Rentner sind ein Fremdkörper in dieser Liste, denn nicht immer joggen sie. Oft walken sie, gerne im Rudel. Wir wollen aber nicht übermäßig streng sein, denn mit ihrer Rotwangigkeit, ihrem Elan und dem freundlichen Geplauder – da sind sie das Gegenteil vom Asketen – erweisen sie sich als Gewinn für jedes Laufgebiet.

Flott ziehen sie ihre Runden durch den Park, den traurigen Gestalten und dem Start-Up-Dude nicken sie aufmunternd zu. Hasso bringen sie mit einem kurzen Pfiff zur Raison, und wenn ein großer Vogel am Wegesrand steht, wissen sie ihn immer zu benennen. Oft sehen sie aus wie das Paar aus der „Doppelherz“-Werbung, manchmal auch wie Rosi Mittermaier und Christian Neureuther. Schwarmartig verlassen alle Rentner gegen 17 Uhr die Szenerie – die Enkelkinder kommen zum Abendessen, es gibt Geschnetzeltes.

Der Hundehalter

Mit dem Haufen da hat sein Hasso nichts zu tun. Er habe, so sagt der Hundehalter, immer Beutel dabei, und greift zum Beweis an die Taschen seiner Lauf-Tights. Die hat keine Taschen, ups. Egal. Der Hasso, eine Dänische Dogge, hechelt, der Hundehalter lächelt, singt ein liebes „bis bald“ und läuft weiter, wobei das mit dem Laufen so eine Sache ist.

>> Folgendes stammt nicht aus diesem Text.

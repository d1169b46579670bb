// src/models.rs

use serde::{Deserialize, Serialize};

/// A contiguous, uppercased slice of a reference genome.
///
/// `start` is 0-indexed and inclusive; the window ends at `start + len()`.
#[derive(Debug, Clone, PartialEq, Eq, Serialize, Deserialize)]
pub struct GenomicWindow {
    pub chromosome: String,
    pub genome_build: String,
    pub start: u64,
    pub sequence: String,
}

impl GenomicWindow {
    pub fn len(&self) -> usize {
        self.sequence.len()
    }

    pub fn is_empty(&self) -> bool {
        self.sequence.is_empty()
    }

    /// Exclusive 0-indexed end of the bases actually held.
    pub fn end(&self) -> u64 {
        self.start + self.len() as u64
    }

    /// Zero-based offset of a 1-indexed genomic position, if it falls inside the window.
    pub fn offset_of(&self, position: u64) -> Option<usize> {
        let zero_based = position.checked_sub(1)?;
        let offset = zero_based.checked_sub(self.start)? as usize;
        (offset < self.len()).then_some(offset)
    }
}

#[derive(Debug, Clone, PartialEq, Eq, Serialize, Deserialize)]
pub struct GenomeAssembly {
    pub id: String,
    pub name: String,
    pub source_name: String,
    pub active: bool,
}

#[derive(Debug, Clone, PartialEq, Eq, Serialize, Deserialize)]
pub struct Chromosome {
    pub name: String,
    pub size: u64,
}
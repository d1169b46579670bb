use std::path::PathBuf;

use polars::prelude::*;
use tracing::{error, info};

use crate::data_handling::brca1::VariantColumns;
use crate::data_handling::{Dataset, ALT, CHROM, CLASS, POS, REF, SCORE};
use crate::error::{AnalyzerError, Result};

/// A labelled variant table already exported to CSV with canonical column names.
pub struct LabeledCsvDataset {
    pub path: PathBuf,
    pub limit: usize,
}

impl Dataset for LabeledCsvDataset {
    fn load(&self) -> Result<DataFrame> {
        info!("Reading labelled variants from {}", self.path.display());
        let df = match CsvReadOptions::default()
            .with_has_header(true)
            .try_into_reader_with_file_path(Some(self.path.clone()))
            .and_then(|reader| reader.finish())
        {
            Ok(df) => df,
            Err(e) => {
                error!("Failed to read labelled CSV: {}", e);
                return Err(e.into());
            }
        };

        for name in [CHROM, POS, REF, ALT, CLASS] {
            if df.column(name).is_err() {
                return Err(AnalyzerError::Calibration(format!(
                    "labelled table lacks column '{name}'"
                )));
            }
        }

        let df = df.head(Some(self.limit));
        let chrom = df.column(CHROM)?.cast(&DataType::String)?;
        let pos = df.column(POS)?.cast(&DataType::Int64)?;
        let reference = df.column(REF)?.cast(&DataType::String)?;
        let alt = df.column(ALT)?.cast(&DataType::String)?;
        let class = df.column(CLASS)?.cast(&DataType::String)?;
        let score = match df.column(SCORE) {
            Ok(c) => Some(c.cast(&DataType::Float64)?),
            Err(_) => None,
        };

        let (chrom, pos, reference, alt, class) =
            (chrom.str()?, pos.i64()?, reference.str()?, alt.str()?, class.str()?);

        let mut columns = VariantColumns::default();
        for i in 0..df.height() {
            let (Some(p), Some(a)) = (pos.get(i), alt.get(i)) else {
                continue;
            };
            let score = match &score {
                Some(c) => c.f64()?.get(i),
                None => None,
            };
            columns.push(
                chrom.get(i).unwrap_or_default().to_string(),
                p,
                reference.get(i).unwrap_or_default().to_string(),
                a.to_string(),
                score,
                class.get(i).unwrap_or_default(),
            );
        }

        let df = columns.into_frame()?;
        info!("Loaded {} labelled variants", df.height());
        Ok(df)
    }
}

#[cfg(test)]
mod tests {
    use super::*;
    use std::io::Write;

    #[test]
    fn loads_and_normalises_csv() {
        let mut file = tempfile::NamedTempFile::new().unwrap();
        writeln!(file, "chrom,pos,ref,alt,score,class").unwrap();
        writeln!(file, "17,41276045,T,g,-2.5,LOF").unwrap();
        writeln!(file, "17,41276046,A,C,0.1,FUNC").unwrap();
        writeln!(file, "17,,A,C,0.1,INT").unwrap();
        writeln!(file, "17,41276048,A,T,0.2,INT").unwrap();

        let ds = LabeledCsvDataset {
            path: file.path().to_path_buf(),
            limit: 10,
        };
        let df = ds.load().unwrap();
        assert_eq!(df.height(), 3);
        let class = df.column(CLASS).unwrap().str().unwrap();
        assert_eq!(class.get(1), Some("FUNC/INT"));
        assert_eq!(class.get(2), Some("FUNC/INT"));
        assert_eq!(df.column(ALT).unwrap().str().unwrap().get(0), Some("G"));
        assert_eq!(df.column(CHROM).unwrap().str().unwrap().get(0), Some("17"));
    }

    #[test]
    fn limit_counts_from_the_top() {
        let mut file = tempfile::NamedTempFile::new().unwrap();
        writeln!(file, "chrom,pos,ref,alt,class").unwrap();
        for i in 0..5 {
            writeln!(file, "17,{},A,C,LOF", 100 + i).unwrap();
        }
        let ds = LabeledCsvDataset {
            path: file.path().to_path_buf(),
            limit: 2,
        };
        let df = ds.load().unwrap();
        assert_eq!(df.height(), 2);
        assert_eq!(df.column(SCORE).unwrap().f64().unwrap().get(0), None);
    }

    #[test]
    fn missing_column_is_reported() {
        let mut file = tempfile::NamedTempFile::new().unwrap();
        writeln!(file, "chrom,pos,ref,class").unwrap();
        writeln!(file, "17,100,A,LOF").unwrap();
        let ds = LabeledCsvDataset {
            path: file.path().to_path_buf(),
            limit: 2,
        };
        assert!(matches!(ds.load(), Err(AnalyzerError::Calibration(_))));
    }
}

Denn der Hasso läuft auch, und sein Rhythmus ist ein anderer. Er folgt dem Duft der Artgenossen und Feldhasen. Der Hundehalter muss sein Tempo auf das vom Hasso abstimmen. Mal steht er vier Minuten vor einem Erdloch. Und dann muss er schneller rennen als Usain Bolt, weil Hasso eines der Schafe reißen will, die im Sommer auf der Schlosswiese grasen. Vielleicht, so denkt der Hundehalter nach jeder Laufeinheit, kaufe ich mir, wenn der Hasso nicht mehr ist, wieder eine Katze.

Der Startup-Dude 

Der Startup-Dude hat im letzten Jahr echt zu wenig Achtsamkeit bewiesen. Lange Arbeitstage, abends noch ein Bier auf dem Rooftop vom Soho House, im Winter nach Thailand, im Frühling nach Tel Aviv, im Herbst kurz bisschen Consulting für den Friend, der in Brooklyn als CEO bei einer veganen Knödelfirma angefangen hat: Das war too much. Deshalb: Bisschen Kanye West auf die Headphones und einfach mal loslaufen.

Ein Einblick in die Gedankenwelt des Startup-Dudes: „Work hard, play hard! Ah, frische Luft, gut. Aus was besteht Luft eigentlich? Könnte man einen Podcast drüber machen. Mal pitchen! Joggen. Ist irgendwas geiler? I doubt it! Mhh, da ist ein Schlagloch, sollte man melden. Gibt es da eine App? Mal pitchen.“ Dann klingelt das iPhone, der Startup-Dude muss nach München, er hat über Nacht ein soziales Netzwerk gekauft.